Впрочем, одна из дилемм: поэзия
Так закончилась штатная государственная служба Аксакова (эпизодические поручения ему доводилось исполнять и позже). За девять лет Иван Сергеевич выслужил сравнительно невысокий чин надворного советника и, как он заметил позже в автобиографии, «никаким награждениям знаками отличия не подвергался». Естественный результат для того, кто, по выражению Чацкого, служит «делу, а не лицам».
Глава двадцать шестая
Лихолетье
Когда в апреле 1851 года Иван Сергеевич возвратился в Москву, для Аксаковых начиналась полоса новых испытаний и несчастий.
Месяца за два до приезда Ивана в Петербурге умер новорожденный сын Григория Сергеевича. В Петербург срочно выехал Константин Сергеевич, чтобы проститься с племянником, который носил его имя.

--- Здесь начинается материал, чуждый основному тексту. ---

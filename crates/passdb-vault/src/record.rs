// SPDX-FileCopyrightText: 2026 Passdb Contributors
// SPDX-License-Identifier: MIT OR Apache-2.0

//! Record file codec.
//!
//! A record file is an 8-byte nonce followed by an authenticated stream
//! (see [`crate::stream`]) wrapping a JSON payload. The key for the stream is
//! derived from the master secret and that nonce, and a fresh nonce is drawn
//! on every write.
//!
//! Writes go to a temporary file in the destination directory which is
//! renamed over the destination only after the stream is finished, flushed
//! and synced. A failed write leaves the previous file untouched.

use std::fs::File;
use std::io::{BufReader, BufWriter, Read, Write};
use std::path::Path;

use passdb_core::{CredentialCollection, PassdbError};
use serde::de::DeserializeOwned;
use serde::Serialize;
use tracing::debug;

use crate::kdf::{self, KdfParams, MasterSecret, NONCE_LEN};
use crate::stream::{CodecError, StreamReader, StreamWriter};

/// Reads and writes record files with a fixed set of KDF parameters.
#[derive(Debug, Clone, Copy, Default)]
pub struct RecordCodec {
    params: KdfParams,
}

impl RecordCodec {
    pub fn new(params: KdfParams) -> Self {
        Self { params }
    }

    pub fn params(&self) -> KdfParams {
        self.params
    }

    /// Decrypt a credential collection.
    pub fn read_record(
        &self,
        secret: &MasterSecret,
        path: &Path,
    ) -> Result<CredentialCollection, PassdbError> {
        self.read_payload(secret, path)
    }

    /// Encrypt a credential collection under a fresh nonce.
    pub fn write_record(
        &self,
        secret: &MasterSecret,
        path: &Path,
        collection: &CredentialCollection,
    ) -> Result<(), PassdbError> {
        self.write_payload(secret, path, collection)
    }

    /// Decrypt and decode any JSON payload stored in record format.
    ///
    /// Authentication failures become [`PassdbError::InvalidMasterSecret`];
    /// a short nonce, broken framing or non-conforming JSON become
    /// [`PassdbError::Format`].
    pub fn read_payload<T: DeserializeOwned>(
        &self,
        secret: &MasterSecret,
        path: &Path,
    ) -> Result<T, PassdbError> {
        let file = File::open(path).map_err(|e| PassdbError::io(path, e))?;
        let mut reader = BufReader::new(file);

        let mut nonce = [0u8; NONCE_LEN];
        reader.read_exact(&mut nonce).map_err(|e| match e.kind() {
            std::io::ErrorKind::UnexpectedEof => PassdbError::format(path, "truncated nonce"),
            _ => PassdbError::io(path, e),
        })?;

        let key = kdf::derive_key(secret, &nonce, self.params)?;
        let plaintext = StreamReader::new(&key, reader)
            .and_then(StreamReader::into_plaintext)
            .map_err(|e| map_codec_err(path, e))?;

        debug!(path = %path.display(), bytes = plaintext.len(), "record decrypted");
        serde_json::from_slice(&plaintext)
            .map_err(|e| PassdbError::format(path, format!("invalid payload: {e}")))
    }

    /// Encode and encrypt any serializable payload in record format.
    pub fn write_payload<T: Serialize + ?Sized>(
        &self,
        secret: &MasterSecret,
        path: &Path,
        payload: &T,
    ) -> Result<(), PassdbError> {
        let dir = match path.parent() {
            Some(parent) if !parent.as_os_str().is_empty() => parent,
            _ => Path::new("."),
        };

        let nonce = kdf::generate_nonce()?;
        let key = kdf::derive_key(secret, &nonce, self.params)?;

        let tmp = tempfile::Builder::new()
            .prefix(".passdb-")
            .suffix(".tmp")
            .tempfile_in(dir)
            .map_err(|e| PassdbError::io(dir, e))?;
        let tmp_path = tmp.path().to_path_buf();

        {
            let mut out = BufWriter::new(tmp.as_file());
            out.write_all(&nonce)
                .map_err(|e| PassdbError::io(&tmp_path, e))?;

            let mut stream =
                StreamWriter::new(&key, out).map_err(|e| map_codec_err(&tmp_path, e))?;
            serde_json::to_writer(&mut stream, payload)
                .map_err(|e| PassdbError::io(&tmp_path, e.into()))?;
            // finish() seals the final segment and flushes the BufWriter.
            stream.finish().map_err(|e| map_codec_err(&tmp_path, e))?;
        }

        tmp.as_file()
            .sync_all()
            .map_err(|e| PassdbError::io(&tmp_path, e))?;
        tmp.persist(path)
            .map_err(|e| PassdbError::io(path, e.error))?;
        sync_directory(dir)?;

        debug!(path = %path.display(), "record written");
        Ok(())
    }
}

fn map_codec_err(path: &Path, err: CodecError) -> PassdbError {
    match err {
        CodecError::Authentication => PassdbError::InvalidMasterSecret {
            path: path.to_path_buf(),
        },
        CodecError::Key => PassdbError::Crypto("derived key rejected by AES-256-GCM".to_string()),
        CodecError::Io(e) => PassdbError::io(path, e),
        other @ (CodecError::Truncated | CodecError::Malformed(_) | CodecError::Exhausted) => {
            PassdbError::format(path, other.to_string())
        }
    }
}

/// Make the rename durable.
#[cfg(unix)]
fn sync_directory(dir: &Path) -> Result<(), PassdbError> {
    File::open(dir)
        .and_then(|d| d.sync_all())
        .map_err(|e| PassdbError::io(dir, e))
}

#[cfg(not(unix))]
fn sync_directory(_dir: &Path) -> Result<(), PassdbError> {
    Ok(())
}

В начале следующего года, 21 февраля, умер Гоголь. Этот удар для Аксаковых был тем сильнее, что на сложном, прихотливом пути их взаимоотношений с великим писателем наметилась перемена к лучшему. Преодолев свое недоверие к Сергею Тимофеевичу и Константину, Гоголь читал им главы второго тома «Мертвых душ» (всего было прочитано четыре главы). Аксаковы слушали, восхищались, думали о том, что художественный гений Гоголя, слава Богу, не погиб, и гордились оказанными им доверием и честью.
«В это время, – замечает литературовед и историк театра С. Дурылин, – Гоголь встретился с Аксаковыми как бы заново, и встреча эта не принесла уже взаимных тревог, обид и разочарований; и Аксаковы, наученные горьким опытом, навыкли ценить и любить Гоголя без „излишеств” залюбленья и заобличенья, и Гоголь, после еще менее сладкого опыта с „Перепиской”, выходя снова на художнический путь, спал с проповеднического голоса и стал мягче и терпимее с Аксаковыми».
Имело значение и то, что Сергей Тимофеевич теперь в глазах Гоголя – состоявшийся писатель, признанный мастер, имевший самостоятельный и немалый вес в литературе.
Гоголь заключил с Аксаковым что-то вроде пари: кто раньше завершит свой труд, один – второй том поэмы, другой – «Записки ружейного охотника…». В сентябре 1851 года Гоголь писал Сергею Тимофеевичу: «Здравствуйте, бодрствуйте, готовьте своих птиц, а я приготовлю вам душ, пожелайте только, чтобы они были живые, так же, как живы ваши птицы».
И вот Гоголя не стало. Пропал и его труд: за несколько дней до смерти писатель сжег беловую рукопись второго тома.
В эту горестную пору Аксаковым стало предельно ясно, как много значил этот человек для России, для русской культуры, для каждого образованного человека. И для их семейства, для каждого из них.
Вера Сергеевна Аксакова – Маше Карташевской, начало марта: «Маменька очень плачет, да и не одна маменька и не одни женщины, плачут и тоскуют мужчины. Мне кажется, мысль о Гоголе завладевает чем дальше, тем сильнее…»
Маша Карташевская – Сергею Тимофеевичу, март: «Осиротели мы совершенно, невозвратно…».
Сергей Тимофеевич Аксаков в «Письме к друзьям Гоголя» («Московские ведомости» от 13 марта): «Гоголь сжег „Мертвые души”… вот страшные слова! Безотрадная грусть обнимает сердце при мысли, что Гоголь не досказал своего слова, что погиб плод десятилетних вдохновенных трудов…».